Contudo, o mar português não era só isso. E, embora fosse e continue a ser aquela viagem universal, era muito mais do que isso: é mais de metade do nosso tamanho e projecta-se praticamente em todas as áreas da vida colectiva. Pouco a pouco, voltámos ao mar. Mas não sabemos onde o arrumar, para ponderar e decidir. Continuamos a desperdiçar visão conjunta e a perder oportunidades. Houve tempos em que tivemos Ministério do Mar e outros em que não. Mas, ainda quando o tivemos, há várias áreas, ângulos, domínios que escapam à sua tutela única. Além disso, num modelo ou noutro, a coordenação interministerial manteve-se sempre frágil. Como fazer um ministro “obedecer” a orientações de outro? E como conseguir que um ministro do Mar, apenas com a tutela orgânica de algumas áreas, não seja soterrado pela burocracia destas áreas apenas e perca a essencial visão total do Infante, que olha todo o oceano sem barreiras, nem limites.
Este é o problema da governação (a governance) do mar: as políticas do mar são essencialmente transversais e não podem ser arrumadas num só departamento ministerial.

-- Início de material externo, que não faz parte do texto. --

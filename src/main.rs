//! CLI entry point for arbor

use std::io::IsTerminal;
use std::path::PathBuf;
use std::process;

use arbor::{BuildOptions, OutputConfig, TreeBuilder, TreeFormatter, print_json};
use clap::{ArgAction, Parser, ValueEnum};
use tracing_subscriber::EnvFilter;

/// Color output mode
#[derive(Debug, Clone, Copy, Default, ValueEnum)]
enum ColorMode {
    /// Auto-detect based on terminal and environment
    #[default]
    Auto,
    /// Always use colors
    Always,
    /// Never use colors
    Never,
}

/// Determine whether to use color output based on mode and environment.
fn should_use_color(mode: ColorMode) -> bool {
    match mode {
        ColorMode::Always => true,
        ColorMode::Never => false,
        ColorMode::Auto => {
            // Respect NO_COLOR environment variable (https://no-color.org/)
            if std::env::var_os("NO_COLOR").is_some() {
                return false;
            }
            if std::env::var_os("FORCE_COLOR").is_some() {
                return true;
            }
            if std::env::var("TERM").map(|t| t == "dumb").unwrap_or(false) {
                return false;
            }
            std::io::stdout().is_terminal()
        }
    }
}

#[derive(Parser, Debug)]
#[command(name = "arbor")]
#[command(about = "List a directory as a tree, coloured by entry type")]
#[command(version)]
struct Args {
    /// Directory to display
    #[arg(default_value = ".")]
    path: PathBuf,

    /// Show hidden entries (names starting with '.')
    #[arg(short, long)]
    all: bool,

    /// Show the size of each file in bytes
    #[arg(short = 's', long = "size")]
    size: bool,

    /// Follow symbolic links to directories
    #[arg(short = 'l', long = "follow")]
    follow: bool,

    /// Classify links with a missing target as dead links
    #[arg(long = "dead-links")]
    dead_links: bool,

    /// Control color output: auto, always, never
    #[arg(long = "color", value_name = "WHEN", default_value = "auto")]
    color: ColorMode,

    /// Output in JSON format
    #[arg(long = "json")]
    json: bool,

    /// Number of parallel workers for building subtrees
    /// (0 = auto-detect, 1 = sequential, N = use N workers)
    #[arg(short = 'j', long = "jobs", default_value = "0")]
    jobs: usize,

    /// Increase log verbosity on stderr (-v info, -vv debug, -vvv trace)
    #[arg(short = 'v', long = "verbose", action = ArgAction::Count)]
    verbose: u8,
}

/// Initialize stderr logging. `RUST_LOG` takes precedence over `-v`.
fn init_logging(verbose: u8) {
    let level = match verbose {
        0 => "warn",
        1 => "info",
        2 => "debug",
        _ => "trace",
    };
    let filter = EnvFilter::try_from_default_env().unwrap_or_else(|_| EnvFilter::new(level));

    tracing_subscriber::fmt()
        .with_writer(std::io::stderr)
        .with_ansi(false)
        .with_target(false)
        .with_env_filter(filter)
        .init();
}

fn main() {
    let args = Args::parse();
    init_logging(args.verbose);

    let options = BuildOptions {
        show_hidden: args.all,
        show_size: args.size,
        follow_symlinks: args.follow,
        detect_dead_links: args.dead_links,
        parallel_workers: args.jobs,
    };

    let result = match TreeBuilder::new(options).build(&args.path) {
        Ok(r) => r,
        Err(e) => {
            eprintln!("arbor: {}", e);
            process::exit(1);
        }
    };

    let written = if args.json {
        print_json(&result)
    } else {
        let formatter = TreeFormatter::new(OutputConfig {
            use_color: should_use_color(args.color),
        });
        formatter.print(&result)
    };

    if let Err(e) = written {
        eprintln!("arbor: error writing output: {}", e);
        process::exit(1);
    }
}
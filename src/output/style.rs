//! Per-type colour palette

use termcolor::{Color, ColorSpec};

use crate::tree::EntryType;

/// Immutable mapping from entry type to display style.
#[derive(Debug, Clone)]
pub struct Palette {
    directory: ColorSpec,
    executable: ColorSpec,
    link: ColorSpec,
    dead_link: ColorSpec,
    file: ColorSpec,
}

impl Palette {
    pub fn new() -> Self {
        let mut dead_link = bold(Color::Red);
        dead_link.set_bg(Some(Color::Black));

        Self {
            directory: bold(Color::Blue),
            executable: bold(Color::Green),
            link: bold(Color::Cyan),
            dead_link,
            file: ColorSpec::new(),
        }
    }

    pub fn spec(&self, kind: EntryType) -> &ColorSpec {
        match kind {
            EntryType::Directory => &self.directory,
            EntryType::Executable => &self.executable,
            EntryType::Link => &self.link,
            EntryType::DeadLink => &self.dead_link,
            EntryType::File => &self.file,
        }
    }
}

impl Default for Palette {
    fn default() -> Self {
        Self::new()
    }
}

fn bold(color: Color) -> ColorSpec {
    let mut spec = ColorSpec::new();
    spec.set_fg(Some(color)).set_bold(true);
    spec
}
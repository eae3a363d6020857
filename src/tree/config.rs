//! Configuration types for the tree builder

/// Options controlling what the builder includes and how it descends.
#[derive(Debug, Clone)]
pub struct BuildOptions {
    /// Include entries whose name starts with '.'
    pub show_hidden: bool,
    /// Record byte sizes for non-directory entries
    pub show_size: bool,
    /// Recurse into directories reached through a symlink
    pub follow_symlinks: bool,
    /// Classify links with a missing target as dead links.
    /// Off by default: dead links are otherwise reported as plain links.
    pub detect_dead_links: bool,
    /// Number of workers used to build sibling subtrees.
    /// 0 = auto-detect (rayon's global pool)
    /// 1 = sequential (no parallelism)
    /// N = dedicated pool of N threads
    pub parallel_workers: usize,
}

impl BuildOptions {
    pub fn is_sequential(&self) -> bool {
        self.parallel_workers == 1
    }
}

impl Default for BuildOptions {
    fn default() -> Self {
        Self {
            show_hidden: false,
            show_size: false,
            follow_symlinks: false,
            detect_dead_links: false,
            parallel_workers: 0,
        }
    }
}
//! Summary line

/// `"N directories, M files"`, singular only for a count of exactly one.
pub fn format_summary(directories: usize, files: usize) -> String {
    format!(
        "{} director{}, {} file{}",
        directories,
        if directories == 1 { "y" } else { "ies" },
        files,
        if files == 1 { "" } else { "s" }
    )
}

#[cfg(test)]
mod tests {
    use super::*;

    #[test]
    fn test_pluralization() {
        assert_eq!(format_summary(1, 2), "1 directory, 2 files");
        assert_eq!(format_summary(0, 0), "0 directories, 0 files");
        assert_eq!(format_summary(2, 1), "2 directories, 1 file");
        assert_eq!(format_summary(1, 1), "1 directory, 1 file");
    }
}
//! TreeBuilder - walks a directory once and builds the full node tree

use std::fs;
use std::path::{Path, PathBuf};

use rayon::prelude::*;
use tracing::{debug, warn};

use crate::error::{IoResultExt, TreeError};

use super::classify::classify;
use super::config::BuildOptions;
use super::node::{Counts, EntryType, Node, TreeResult};
use super::utils::{compare_names, entry_size, is_hidden, resolves_to_dir};

/// A listed directory entry that survived the hidden filter.
struct Entry {
    name: String,
    path: PathBuf,
}

/// Builds an immutable `TreeResult` from a root directory.
///
/// Each recursive call returns its own children and `Counts`; the caller
/// folds them into its totals. Sibling subtrees may be built in parallel,
/// but results are always collected in display order.
pub struct TreeBuilder {
    options: BuildOptions,
}

impl TreeBuilder {
    pub fn new(options: BuildOptions) -> Self {
        Self { options }
    }

    /// Build the tree rooted at `root`. The root node is named after `root`
    /// as given.
    ///
    /// Fails if the root is missing, is not a directory, or cannot be listed.
    /// Failures below the root are recovered and logged.
    pub fn build(&self, root: &Path) -> Result<TreeResult, TreeError> {
        let meta = fs::metadata(root).map_err(|e| TreeError::from_root_io(root, e))?;
        if !meta.is_dir() {
            return Err(TreeError::NotADirectory(root.to_path_buf()));
        }

        let ancestors = if self.options.follow_symlinks {
            vec![root.canonicalize().at_path(root)?]
        } else {
            Vec::new()
        };

        let (contents, counts) = match self.options.parallel_workers {
            0 | 1 => self.build_dir(root, &ancestors)?,
            n => match rayon::ThreadPoolBuilder::new().num_threads(n).build() {
                Ok(pool) => pool.install(|| self.build_dir(root, &ancestors))?,
                Err(err) => {
                    // Fall back to rayon's global pool
                    warn!(%err, workers = n, "failed to create thread pool");
                    self.build_dir(root, &ancestors)?
                }
            },
        };

        debug!(
            root = %root.display(),
            directories = counts.directories,
            files = counts.files,
            "tree built"
        );
        Ok(TreeResult::new(
            Node::directory(root.display().to_string(), contents),
            counts,
        ))
    }

    /// Build the sorted children of `dir` and the totals for its subtree.
    /// `dir` itself is not counted; the caller does that.
    fn build_dir(&self, dir: &Path, ancestors: &[PathBuf]) -> Result<(Vec<Node>, Counts), TreeError> {
        let entries = self.list(dir)?;

        let built: Vec<Option<(Node, Counts)>> = if self.options.is_sequential() {
            entries
                .iter()
                .map(|entry| self.build_entry(entry, ancestors))
                .collect()
        } else {
            entries
                .par_iter()
                .map(|entry| self.build_entry(entry, ancestors))
                .collect()
        };

        let mut nodes = Vec::with_capacity(built.len());
        let mut counts = Counts::default();
        for (node, c) in built.into_iter().flatten() {
            nodes.push(node);
            counts += c;
        }
        Ok((nodes, counts))
    }

    /// Read, filter and sort the immediate entries of `dir`.
    fn list(&self, dir: &Path) -> Result<Vec<Entry>, TreeError> {
        let read = fs::read_dir(dir).at_path(dir)?;

        let mut entries: Vec<Entry> = read
            .filter_map(|entry| match entry {
                Ok(e) => Some(Entry {
                    name: e.file_name().to_string_lossy().into_owned(),
                    path: e.path(),
                }),
                Err(err) => {
                    warn!(dir = %dir.display(), %err, "skipping unreadable entry");
                    None
                }
            })
            .filter(|e| self.options.show_hidden || !is_hidden(&e.name))
            .collect();

        entries.sort_by(|a, b| compare_names(&a.name, &b.name));
        Ok(entries)
    }

    /// Classify one entry and, for directories, build its subtree.
    /// Returns `None` when the entry vanished and must not be shown.
    fn build_entry(&self, entry: &Entry, ancestors: &[PathBuf]) -> Option<(Node, Counts)> {
        let class = match classify(&entry.path, self.options.detect_dead_links) {
            Ok(c) => c,
            Err(err) => {
                warn!(%err, "skipping entry");
                return None;
            }
        };

        let size = if self.options.show_size && class.kind != EntryType::Directory {
            match entry_size(&entry.path) {
                Ok(s) => Some(s),
                Err(err) => {
                    warn!(%err, "skipping entry");
                    return None;
                }
            }
        } else {
            None
        };

        let name = entry.name.clone();
        match (class.kind, class.target) {
            (EntryType::Directory, _) => {
                let (contents, counts) = self.subtree(&entry.path, ancestors)?;
                Some((
                    Node::directory(name, contents),
                    counts + Counts::directory(),
                ))
            }
            (EntryType::Link, Some(target)) if resolves_to_dir(&entry.path) => {
                if self.options.follow_symlinks {
                    let (contents, counts) = self.subtree(&entry.path, ancestors)?;
                    Some((
                        Node::link(name, EntryType::Link, target, size, Some(contents)),
                        counts + Counts::directory(),
                    ))
                } else {
                    Some((
                        Node::link(name, EntryType::Link, target, size, Some(Vec::new())),
                        Counts::directory(),
                    ))
                }
            }
            (kind @ (EntryType::Link | EntryType::DeadLink), Some(target)) => Some((
                Node::link(name, kind, target, size, None),
                Counts::file(),
            )),
            (kind, _) => Some((Node::leaf(name, kind, size), Counts::file())),
        }
    }

    /// Build the contents of a directory (or a followed link to one).
    ///
    /// A directory that cannot be listed is shown with no contents. A
    /// followed link back into the current descent path is not entered.
    fn subtree(&self, path: &Path, ancestors: &[PathBuf]) -> Option<(Vec<Node>, Counts)> {
        let mut descent = Vec::new();
        if self.options.follow_symlinks {
            let canonical = match path.canonicalize() {
                Ok(p) => p,
                Err(err) => return recover(TreeError::from_io(path, err)),
            };
            if ancestors.contains(&canonical) {
                warn!(path = %path.display(), "recursive link, not followed");
                return Some((Vec::new(), Counts::default()));
            }
            descent.reserve(ancestors.len() + 1);
            descent.extend_from_slice(ancestors);
            descent.push(canonical);
        }

        match self.build_dir(path, &descent) {
            Ok(built) => Some(built),
            Err(err) => recover(err),
        }
    }
}

/// Vanished directories are dropped; any other failure keeps the directory
/// with empty contents.
fn recover(err: TreeError) -> Option<(Vec<Node>, Counts)> {
    match err {
        TreeError::VanishedEntry(_) => {
            warn!(%err, "skipping entry");
            None
        }
        _ => {
            warn!(%err, "showing directory without contents");
            Some((Vec::new(), Counts::default()))
        }
    }
}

Procurar fazê-lo é perder tempo e falhar. E, a nível do Governo, a chave está em encontrar um mecanismo prático, bem oleado, de coordenação interministerial. Dizendo de outro modo: pode haver, ou não, ministro do Mar, mas a sua competência e capacidade abrangente assentará não tanto nos departamentos que estejam directamente a cargo do seu Ministério, mas na abertura que conseguir de quase todos os colegas de Governo para poder dar impulsos aos segmentos que têm a ver com o mar nos vários ministérios e assegurar a boa articulação política entre todos.
Esta ideia não é nova: seja a propósito do mar, seja de outros referentes transversais que se espalham por diversos ministérios (a família, a juventude, etc.), tornou-se frequente recorrer às comissões interministeriais. O problema, porém, é que estas comissões acabam por ser frágeis e, exceptuada a troca regular de informações, tendem a produzir escassos resultados. Normalmente, assumem algum gás no momento festivo em que são criadas; mas cedo o vão perdendo e chegam ao final do mandato exaustas e improdutivas.
Este quadro não serve para um domínio tão importante como as políticas do mar, um domínio estratégico para Portugal, tanto internamente, como no relacionamento externo. Temos de ser mais ambiciosos. A comissão interministerial ajuda, mas não chega. Falta-lhe poder político e suficiente capacidade de coordenação da acção. Quando se trata de, na economia, na política externa, na ciência, no desporto, na educação, nas infraestruturas, na cultura, na defesa nacional, na política europeia, desenvolver acções específicas ou afectar recursos humanos ou orçamentais próprios para servir linhas que integram as políticas do mar, tudo depende, em última análise, da vontade e da abertura de cada respectivo ministro titular.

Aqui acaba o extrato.